Plaintiff alleges that the "Cohan rule provides relief to taxpayers attempting to substantiate deduction when there is doubt as to the exact amount of a deduction." (Ptf's Mot for Summ J at 6.) In Norgaard, the Ninth Circuit stated that "[i]n order to qualify for the estimation treatment under Cohan, the taxpayer must establish that he is entitled to some deduction."939 F2d at 879, citing Edelson v. Commissioner,829 F2d 828, 831 (9th Cir 1987). The Court went on to state that: *Page 9

"[h]ad the [plaintiffs] provided a credible evidentiary basis from which the tax court could have estimated, first, their unquantified, unreported winnings, and second, their losses, they could have benefited from application of the rule of Cohan. * * * However, the rule of Cohan cannot be applied in the presence of unquantified, unreported winnings unless both winnings and losses are estimated."

Id. Plaintiff admits that she had gambling winnings in excess of the amounts reported on Forms W-2G. (Stip Fact 8.) Plaintiff failed to quantify and report all her winnings. Plaintiff failed to specify for the court her gambling losses. Because Plaintiff failed to quantify and report her gambling winnings and estimate both her winnings and losses, the Cohan rule is not applicable to the facts of this case.

III. CONCLUSION After careful review of the evidence and applicable law, the court concludes that Plaintiff failed to carry her burden of proof. There is inconclusive evidence to support Plaintiff's assertion that her gambling losses exceeded her gambling winnings. Plaintiff is allowed the gambling loss deductions computed by Defendant for tax year 2006. Defendant's computation of Plaintiff's gambling income for tax year 2006 is accepted. Now, therefore,

IT IS THE DECISION OF THIS COURT that Plaintiff's appeal is denied.

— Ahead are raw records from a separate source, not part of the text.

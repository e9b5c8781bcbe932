//! The game session: owns the bird, the pipes and the difficulty state, and
//! drives them through Welcome -> Playing -> GameOver -> Playing.

use rand::SeedableRng;
use rand::rngs::StdRng;
use tracing::{debug, info};

use crate::audio::SoundEvent;
use crate::bird::Bird;
use crate::config::{ConfigError, GameConfig};
use crate::difficulty::{DifficultyController, SpawnCurve};
use crate::input::{ControlMode, InputPoll, Intent};
use crate::pipe::{Pipe, PipeField};
use crate::snapshot::{BirdPose, FieldSize, PipeView, Snapshot};

#[derive(Debug, Clone, Copy, PartialEq, Eq, Hash)]
pub enum GameState {
    Welcome,
    Playing,
    GameOver,
}

/// Whether the main loop should keep going.
#[derive(Debug, Clone, Copy, PartialEq, Eq)]
pub enum Flow {
    Continue,
    Quit,
}

/// Background and ground scroll offsets, always in `[0, width)`.
#[derive(Debug, Clone, Copy, PartialEq, Default)]
pub struct Scenery {
    pub background_x: f64,
    pub ground_x: f64,
}

impl Scenery {
    fn advance(&mut self, background_speed: f64, ground_speed: f64, width: f64) {
        self.background_x = (self.background_x - background_speed).rem_euclid(width);
        self.ground_x = (self.ground_x - ground_speed).rem_euclid(width);
    }
}

#[derive(Debug)]
pub struct GameSession {
    config: GameConfig,
    state: GameState,
    score: u32,
    bird: Bird,
    pipes: PipeField,
    difficulty: DifficultyController,
    scenery: Scenery,
    rng: StdRng,
    // Survive restarts.
    control_mode: ControlMode,
    input_device: usize,
    sounds: Vec<SoundEvent>,
}

impl GameSession {
    /// Seeded from `config.seed` when set, otherwise from entropy.
    pub fn new(config: GameConfig) -> Result<Self, ConfigError> {
        let rng = match config.seed {
            Some(seed) => StdRng::seed_from_u64(seed),
            None => StdRng::from_entropy(),
        };
        Self::with_rng(config, rng)
    }

    /// Fails when `config` does not pass [`GameConfig::validate`].
    pub fn with_rng(config: GameConfig, rng: StdRng) -> Result<Self, ConfigError> {
        config.validate()?;
        Ok(Self {
            state: GameState::Welcome,
            score: 0,
            bird: new_bird(&config),
            pipes: PipeField::new(&config),
            difficulty: DifficultyController::new(&config.difficulty),
            scenery: Scenery::default(),
            rng,
            control_mode: ControlMode::Keyboard,
            input_device: 0,
            sounds: Vec::new(),
            config,
        })
    }

    /// Replace the spawn-interval policy chosen by the config.
    pub fn with_spawn_curve(mut self, curve: Box<dyn SpawnCurve>) -> Self {
        self.difficulty = DifficultyController::with_curve(&self.config.difficulty, curve);
        self
    }

    pub fn config(&self) -> &GameConfig {
        &self.config
    }

    pub fn state(&self) -> GameState {
        self.state
    }

    pub fn score(&self) -> u32 {
        self.score
    }

    pub fn bird(&self) -> &Bird {
        &self.bird
    }

    /// Direct access for scripted scenarios and tools.
    pub fn bird_mut(&mut self) -> &mut Bird {
        &mut self.bird
    }

    pub fn pipes(&self) -> &[Pipe] {
        self.pipes.pipes()
    }

    /// Place a pipe by hand, moving at the current speed.
    pub fn insert_pipe(&mut self, x: f64, top_height: u32) {
        let c = &self.config;
        self.pipes.push(Pipe::new(
            x,
            top_height,
            c.pipes.width,
            c.pipes.gap,
            c.screen.height,
            self.difficulty.base_speed(),
        ));
    }

    pub fn base_speed(&self) -> f64 {
        self.difficulty.base_speed()
    }

    pub fn spawn_interval_ms(&self) -> u64 {
        self.difficulty.spawn_interval_ms(self.score)
    }

    pub fn last_spawn_ms(&self) -> u64 {
        self.pipes.last_spawn_ms()
    }

    pub fn scenery(&self) -> Scenery {
        self.scenery
    }

    pub fn control_mode(&self) -> ControlMode {
        self.control_mode
    }

    pub fn set_control_mode(&mut self, mode: ControlMode) {
        if self.control_mode != mode {
            info!(?mode, "control mode changed");
            self.control_mode = mode;
        }
    }

    /// Fall back to the keyboard after the gesture source gave up.
    pub fn downgrade_control_mode(&mut self) {
        self.set_control_mode(ControlMode::Keyboard);
    }

    pub fn input_device(&self) -> usize {
        self.input_device
    }

    /// Sounds queued since the last drain, in order.
    pub fn drain_sounds(&mut self) -> Vec<SoundEvent> {
        std::mem::take(&mut self.sounds)
    }

    /// Apply a whole poll: the downgrade first, then each intent in order.
    pub fn handle_poll(&mut self, poll: InputPoll, now_ms: u64) -> Flow {
        if poll.downgrade {
            self.downgrade_control_mode();
        }
        for intent in poll.intents {
            if self.handle_intent(intent, now_ms) == Flow::Quit {
                return Flow::Quit;
            }
        }
        Flow::Continue
    }

    pub fn handle_intent(&mut self, intent: Intent, now_ms: u64) -> Flow {
        match intent {
            Intent::Quit => return Flow::Quit,
            Intent::Jump => match self.state {
                GameState::Welcome => self.start(now_ms),
                GameState::Playing => self.jump(),
                GameState::GameOver => {
                    self.reset();
                    self.start(now_ms);
                }
            },
            Intent::ToggleControlMode => self.set_control_mode(self.control_mode.toggled()),
            Intent::SwitchInputDevice => {
                self.input_device = self.input_device.wrapping_add(1);
                debug!(device = self.input_device, "input device switched");
            }
        }
        Flow::Continue
    }

    /// Advance one tick. Only Playing moves anything.
    pub fn update(&mut self, now_ms: u64) {
        if self.state != GameState::Playing {
            return;
        }

        self.bird.update();
        let s = &self.config.scenery;
        self.scenery.advance(
            s.background_speed,
            s.ground_speed,
            f64::from(self.config.screen.game_width),
        );

        let interval = self.difficulty.spawn_interval_ms(self.score);
        let speed = self.difficulty.base_speed();
        if self.pipes.try_spawn(now_ms, interval, speed, &mut self.rng) {
            debug!(now_ms, interval, live = self.pipes.len(), "pipe spawned");
        }

        let bounds = self.bird.collision_bounds(self.config.hitbox);
        let tick = self.pipes.tick(&bounds, self.bird.x);
        for _ in 0..tick.passed {
            self.award_point();
        }
        if tick.collided {
            self.sounds.push(SoundEvent::Hit);
            self.game_over("pipe");
            return;
        }

        if self.bird.bottom() >= self.config.ground_y() {
            self.game_over("ground");
        }
    }

    pub fn snapshot(&self) -> Snapshot {
        Snapshot {
            state: self.state,
            score: self.score,
            bird: BirdPose {
                x: self.bird.x,
                y: self.bird.y,
                angle: self.bird.angle,
                width: self.bird.width,
                height: self.bird.height,
            },
            pipes: self.pipes.pipes().iter().map(PipeView::from).collect(),
            scenery: self.scenery,
            field: FieldSize {
                width: self.config.screen.game_width,
                height: self.config.screen.height,
                ground_height: self.config.screen.ground_height,
            },
            base_speed: self.difficulty.base_speed(),
            control_mode: self.control_mode,
            input_device: self.input_device,
        }
    }

    /// Rebuild every per-round entity from the config. Control mode, input
    /// device and the RNG stream carry over.
    pub fn reset(&mut self) {
        self.state = GameState::Welcome;
        self.score = 0;
        self.bird = new_bird(&self.config);
        self.pipes = PipeField::new(&self.config);
        self.difficulty.reset();
        self.scenery = Scenery::default();
        self.sounds.clear();
    }

    fn start(&mut self, now_ms: u64) {
        self.state = GameState::Playing;
        self.pipes
            .reset_timer(now_ms, self.config.difficulty.initial_delay_ms);
        info!(now_ms, "round started");
        self.jump();
    }

    fn jump(&mut self) {
        self.bird.jump();
        self.sounds.push(SoundEvent::Jump);
    }

    fn award_point(&mut self) {
        self.score += 1;
        self.sounds.push(SoundEvent::Score);
        if let Some(speed) = self.difficulty.on_score(self.score) {
            self.pipes.set_speed(speed);
            info!(score = self.score, speed, "difficulty up");
        }
    }

    fn game_over(&mut self, cause: &str) {
        self.state = GameState::GameOver;
        info!(score = self.score, cause, "game over");
    }
}

fn new_bird(config: &GameConfig) -> Bird {
    Bird::new(&config.bird, f64::from(config.screen.height / 2))
}

#[cfg(test)]
mod tests {
    use super::*;
    use crate::difficulty::FixedInterval;

    fn session() -> GameSession {
        GameSession::with_rng(GameConfig::default(), StdRng::seed_from_u64(7)).unwrap()
    }

    fn playing() -> GameSession {
        let mut s = session();
        s.handle_intent(Intent::Jump, 0);
        s
    }

    #[test]
    fn starts_in_welcome_and_is_inert() {
        let mut s = session();
        assert_eq!(s.state(), GameState::Welcome);
        let before = s.bird().clone();
        for t in 0..100 {
            s.update(t * 16);
        }
        assert_eq!(s.bird(), &before);
        assert!(s.pipes().is_empty());
        assert_eq!(s.scenery(), Scenery::default());
    }

    #[test]
    fn jump_from_welcome_starts_and_flaps() {
        let mut s = session();
        assert_eq!(s.handle_intent(Intent::Jump, 1234), Flow::Continue);
        assert_eq!(s.state(), GameState::Playing);
        assert_eq!(s.last_spawn_ms(), 1234);
        assert_eq!(s.bird().velocity, -12.0);
        assert_eq!(s.drain_sounds(), vec![SoundEvent::Jump]);
    }

    #[test]
    fn quit_from_any_state() {
        let mut s = session();
        assert_eq!(s.handle_intent(Intent::Quit, 0), Flow::Quit);
        s.handle_intent(Intent::Jump, 0);
        assert_eq!(s.handle_intent(Intent::Quit, 0), Flow::Quit);
    }

    #[test]
    fn ground_contact_ends_round_without_hit_sound() {
        let mut s = playing();
        s.drain_sounds();
        let mut t = 0;
        while s.state() == GameState::Playing {
            t += 16;
            s.update(t);
            assert!(t < 10_000, "bird never landed");
        }
        assert_eq!(s.state(), GameState::GameOver);
        assert!(s.bird().bottom() >= 550.0);
        assert!(!s.drain_sounds().contains(&SoundEvent::Hit));
    }

    #[test]
    fn ground_threshold_is_inclusive() {
        let mut s = playing();
        // Velocity cancels to zero, leaving the bottom edge exactly on the ground.
        s.bird_mut().y = 520.0;
        s.bird_mut().velocity = -0.8;
        s.update(16);
        assert_eq!(s.state(), GameState::GameOver);
    }

    #[test]
    fn restart_rebuilds_round_but_keeps_preferences() {
        let mut s = playing();
        s.handle_intent(Intent::ToggleControlMode, 0);
        s.handle_intent(Intent::SwitchInputDevice, 0);
        s.insert_pipe(123.0, 200);
        s.update(16);
        assert_eq!(s.score(), 1);
        while s.state() == GameState::Playing {
            s.update(16);
        }
        s.handle_intent(Intent::Jump, 5000);

        assert_eq!(s.state(), GameState::Playing);
        assert_eq!(s.score(), 0);
        assert!(s.pipes().is_empty());
        assert_eq!(s.base_speed(), 4.0);
        assert_eq!(s.bird().y, 300.0);
        assert_eq!(s.bird().velocity, -12.0);
        assert_eq!(s.last_spawn_ms(), 5000);
        assert_eq!(s.control_mode(), ControlMode::Gesture);
        assert_eq!(s.input_device(), 1);
    }

    #[test]
    fn downgrade_poll_falls_back_to_keyboard() {
        let mut s = session();
        s.set_control_mode(ControlMode::Gesture);
        let flow = s.handle_poll(InputPoll::failed(), 0);
        assert_eq!(flow, Flow::Continue);
        assert_eq!(s.control_mode(), ControlMode::Keyboard);
    }

    #[test]
    fn poll_stops_at_quit() {
        let mut s = session();
        let poll = InputPoll {
            intents: vec![Intent::Quit, Intent::Jump],
            downgrade: false,
        };
        assert_eq!(s.handle_poll(poll, 0), Flow::Quit);
        assert_eq!(s.state(), GameState::Welcome);
    }

    #[test]
    fn scenery_scrolls_and_wraps_while_playing() {
        let mut s = playing();
        s.update(16);
        assert_eq!(s.scenery().background_x, 799.0);
        assert_eq!(s.scenery().ground_x, 797.0);
    }

    #[test]
    fn first_pipe_waits_one_interval() {
        let mut s = playing();
        s.update(1500);
        assert!(s.pipes().is_empty());
        s.update(1501);
        assert_eq!(s.pipes().len(), 1);
        assert_eq!(s.pipes()[0].x, 796.0);
    }

    #[test]
    fn stepped_curve_shortens_spawns_with_score() {
        let mut config = GameConfig::default();
        config.difficulty.spawn = crate::config::SpawnCurveConfig::Stepped {
            start_ms: 2500,
            step_ms: 100,
            floor_ms: 1800,
        };
        let mut s = GameSession::with_rng(config, StdRng::seed_from_u64(1)).unwrap();
        s.handle_intent(Intent::Jump, 0);
        assert_eq!(s.spawn_interval_ms(), 2500);
        for _ in 0..5 {
            s.insert_pipe(123.0, 200);
        }
        s.update(16);
        assert_eq!(s.score(), 5);
        assert_eq!(s.spawn_interval_ms(), 2400);
    }

    #[test]
    fn custom_spawn_curve_survives_restart() {
        let mut s = session().with_spawn_curve(Box::new(FixedInterval(100)));
        s.handle_intent(Intent::Jump, 0);
        assert_eq!(s.spawn_interval_ms(), 100);
        s.update(100);
        assert!(s.pipes().is_empty());
        s.update(101);
        assert_eq!(s.pipes().len(), 1);

        while s.state() == GameState::Playing {
            s.update(101);
        }
        s.handle_intent(Intent::Jump, 1000);
        assert_eq!(s.spawn_interval_ms(), 100);
    }

    #[test]
    fn pipe_cleared_on_the_crash_tick_still_scores() {
        let mut s = playing();
        s.drain_sounds();
        s.insert_pipe(123.0, 200);
        s.insert_pipe(180.0, 200);
        s.bird_mut().y = 100.0;
        s.bird_mut().velocity = -0.8;

        s.update(16);

        assert_eq!(s.state(), GameState::GameOver);
        assert_eq!(s.score(), 1);
        assert_eq!(s.drain_sounds(), vec![SoundEvent::Score, SoundEvent::Hit]);
    }

    #[test]
    fn rejects_config_that_cannot_place_pipes() {
        let mut config = GameConfig::default();
        config.pipes.gap = 560;
        let err = GameSession::with_rng(config, StdRng::seed_from_u64(1)).unwrap_err();
        assert!(matches!(err, ConfigError::Invalid(_)));
    }

    #[test]
    fn snapshot_mirrors_state() {
        let mut s = playing();
        s.insert_pipe(600.0, 120);
        let snap = s.snapshot();
        assert_eq!(snap.state, GameState::Playing);
        assert_eq!(snap.bird.x, 200.0);
        assert_eq!(snap.bird.angle, 30.0);
        assert_eq!(snap.pipes.len(), 1);
        assert_eq!(snap.pipes[0].bottom_y, 300);
        assert_eq!(snap.pipes[0].bottom_height, 300);
        assert_eq!(snap.ground_y(), 550);
    }
}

Dated this ___ day of June 2011.

If you want to appeal this Decision, file a Complaint in theRegular Division of the Oregon Tax Court, by mailing to:1163 State Street, Salem, OR 97301-2563; or by hand delivery to:Fourth Floor, 1241 State Street, Salem, OR. Your Complaint must be submitted within 60 days after the dateof the Decision or this Decision becomes final and cannot bechanged. This document was signed by Presiding Magistrate Jill A.Tanner on June 6, 2011. The Court filed and entered this documenton June 6, 2011.

1 All references to the IRC and accompanying regulations are to the 1986 Code, and include updates applicable to tax year 2006.

2 All references the Oregon Revised Statutes (ORS) are to 2005.